_YOUR GOAL_
Which lines in the records below contain the word "MemoryRows"? Return each of them.

_STORED DATA_
····················
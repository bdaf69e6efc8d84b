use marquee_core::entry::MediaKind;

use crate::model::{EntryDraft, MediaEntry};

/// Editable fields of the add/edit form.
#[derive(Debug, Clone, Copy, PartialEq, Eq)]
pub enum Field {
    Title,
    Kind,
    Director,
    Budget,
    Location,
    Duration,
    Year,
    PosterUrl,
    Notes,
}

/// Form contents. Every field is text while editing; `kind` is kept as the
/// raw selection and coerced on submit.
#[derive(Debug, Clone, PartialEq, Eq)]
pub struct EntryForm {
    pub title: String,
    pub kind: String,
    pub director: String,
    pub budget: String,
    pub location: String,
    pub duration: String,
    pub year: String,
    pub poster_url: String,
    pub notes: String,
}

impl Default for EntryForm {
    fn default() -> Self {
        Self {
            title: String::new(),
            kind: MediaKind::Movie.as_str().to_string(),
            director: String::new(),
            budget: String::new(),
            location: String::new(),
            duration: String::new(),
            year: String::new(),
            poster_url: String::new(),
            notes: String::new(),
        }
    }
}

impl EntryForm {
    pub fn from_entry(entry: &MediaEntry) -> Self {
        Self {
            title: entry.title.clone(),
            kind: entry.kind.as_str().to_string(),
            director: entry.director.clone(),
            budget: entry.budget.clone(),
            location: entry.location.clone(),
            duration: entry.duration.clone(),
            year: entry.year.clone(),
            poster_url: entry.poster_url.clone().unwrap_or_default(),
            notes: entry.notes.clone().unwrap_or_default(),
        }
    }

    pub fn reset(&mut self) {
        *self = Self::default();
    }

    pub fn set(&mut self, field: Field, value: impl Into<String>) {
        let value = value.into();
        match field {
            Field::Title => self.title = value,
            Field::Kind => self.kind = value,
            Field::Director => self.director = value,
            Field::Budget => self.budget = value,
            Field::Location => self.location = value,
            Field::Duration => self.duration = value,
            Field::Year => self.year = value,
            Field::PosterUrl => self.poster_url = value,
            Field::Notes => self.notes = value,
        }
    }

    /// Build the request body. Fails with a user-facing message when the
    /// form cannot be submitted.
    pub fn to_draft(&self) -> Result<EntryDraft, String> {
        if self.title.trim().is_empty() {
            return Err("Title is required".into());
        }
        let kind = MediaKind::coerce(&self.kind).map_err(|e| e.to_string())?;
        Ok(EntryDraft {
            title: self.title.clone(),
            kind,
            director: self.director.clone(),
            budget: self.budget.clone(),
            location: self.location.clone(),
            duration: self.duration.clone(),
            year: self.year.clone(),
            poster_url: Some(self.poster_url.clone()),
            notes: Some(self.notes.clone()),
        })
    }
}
····················
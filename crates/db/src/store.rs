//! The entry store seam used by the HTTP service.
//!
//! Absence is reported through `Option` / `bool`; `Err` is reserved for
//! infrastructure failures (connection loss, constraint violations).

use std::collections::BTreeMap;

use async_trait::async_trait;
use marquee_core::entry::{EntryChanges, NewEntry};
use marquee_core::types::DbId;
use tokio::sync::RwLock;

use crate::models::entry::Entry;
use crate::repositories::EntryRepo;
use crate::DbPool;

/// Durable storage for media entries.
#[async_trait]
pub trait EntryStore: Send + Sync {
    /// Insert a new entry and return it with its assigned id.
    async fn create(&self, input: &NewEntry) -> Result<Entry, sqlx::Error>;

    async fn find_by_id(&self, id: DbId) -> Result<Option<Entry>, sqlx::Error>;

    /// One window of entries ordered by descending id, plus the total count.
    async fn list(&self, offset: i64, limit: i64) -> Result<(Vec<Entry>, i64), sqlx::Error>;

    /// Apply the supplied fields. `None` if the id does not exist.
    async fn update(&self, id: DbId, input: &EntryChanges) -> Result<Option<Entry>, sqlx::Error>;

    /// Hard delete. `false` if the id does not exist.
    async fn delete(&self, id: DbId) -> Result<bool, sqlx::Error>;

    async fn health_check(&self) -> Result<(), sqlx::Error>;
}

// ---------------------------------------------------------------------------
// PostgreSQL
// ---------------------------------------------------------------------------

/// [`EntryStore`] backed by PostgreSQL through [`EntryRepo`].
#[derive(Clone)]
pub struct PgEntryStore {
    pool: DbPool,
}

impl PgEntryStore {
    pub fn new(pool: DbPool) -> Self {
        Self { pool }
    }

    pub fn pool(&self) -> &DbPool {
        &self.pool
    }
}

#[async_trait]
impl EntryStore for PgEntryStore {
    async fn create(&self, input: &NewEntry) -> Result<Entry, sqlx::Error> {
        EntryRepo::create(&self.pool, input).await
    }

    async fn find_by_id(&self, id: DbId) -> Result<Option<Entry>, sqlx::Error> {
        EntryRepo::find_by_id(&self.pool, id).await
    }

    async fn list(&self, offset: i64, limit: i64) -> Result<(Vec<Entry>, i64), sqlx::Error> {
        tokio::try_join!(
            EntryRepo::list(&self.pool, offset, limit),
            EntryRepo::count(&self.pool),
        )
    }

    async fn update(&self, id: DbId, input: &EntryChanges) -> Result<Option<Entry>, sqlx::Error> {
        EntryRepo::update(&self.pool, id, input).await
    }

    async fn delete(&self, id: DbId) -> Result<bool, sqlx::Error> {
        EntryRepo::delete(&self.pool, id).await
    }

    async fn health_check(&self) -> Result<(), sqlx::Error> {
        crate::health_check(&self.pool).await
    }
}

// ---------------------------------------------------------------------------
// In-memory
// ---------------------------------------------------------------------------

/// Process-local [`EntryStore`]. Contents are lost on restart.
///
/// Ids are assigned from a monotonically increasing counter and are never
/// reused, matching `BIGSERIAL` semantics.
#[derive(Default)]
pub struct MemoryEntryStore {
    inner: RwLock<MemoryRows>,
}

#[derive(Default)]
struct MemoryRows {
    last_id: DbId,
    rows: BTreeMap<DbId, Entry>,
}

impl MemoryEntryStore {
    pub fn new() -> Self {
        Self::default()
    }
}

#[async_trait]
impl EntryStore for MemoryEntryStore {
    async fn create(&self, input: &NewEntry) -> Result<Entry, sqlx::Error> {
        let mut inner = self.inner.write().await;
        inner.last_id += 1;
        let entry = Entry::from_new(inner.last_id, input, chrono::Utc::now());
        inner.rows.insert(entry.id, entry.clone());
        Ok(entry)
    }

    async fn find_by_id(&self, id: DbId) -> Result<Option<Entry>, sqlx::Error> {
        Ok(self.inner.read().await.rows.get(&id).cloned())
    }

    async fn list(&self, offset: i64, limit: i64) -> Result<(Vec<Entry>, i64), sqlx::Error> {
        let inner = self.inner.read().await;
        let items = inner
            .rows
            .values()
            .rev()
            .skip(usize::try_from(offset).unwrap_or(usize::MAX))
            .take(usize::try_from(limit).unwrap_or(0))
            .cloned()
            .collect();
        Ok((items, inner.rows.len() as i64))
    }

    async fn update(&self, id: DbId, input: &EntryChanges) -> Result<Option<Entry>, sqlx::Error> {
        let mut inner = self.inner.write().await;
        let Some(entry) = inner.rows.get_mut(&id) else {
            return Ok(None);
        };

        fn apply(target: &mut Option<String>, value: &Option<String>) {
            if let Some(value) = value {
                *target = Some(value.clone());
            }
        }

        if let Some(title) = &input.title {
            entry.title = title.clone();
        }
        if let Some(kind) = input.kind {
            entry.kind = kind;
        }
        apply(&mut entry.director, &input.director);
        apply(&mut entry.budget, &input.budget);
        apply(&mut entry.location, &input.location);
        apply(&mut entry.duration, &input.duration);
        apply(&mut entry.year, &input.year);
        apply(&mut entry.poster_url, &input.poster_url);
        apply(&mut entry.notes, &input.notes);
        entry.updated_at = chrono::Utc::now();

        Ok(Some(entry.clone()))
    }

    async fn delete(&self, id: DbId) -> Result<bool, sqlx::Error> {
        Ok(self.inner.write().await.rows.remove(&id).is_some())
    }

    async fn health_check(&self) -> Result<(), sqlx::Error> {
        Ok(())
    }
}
····················
_WRITTEN SOLUTION_
    inner: RwLock<MemoryRows>,
struct MemoryRows {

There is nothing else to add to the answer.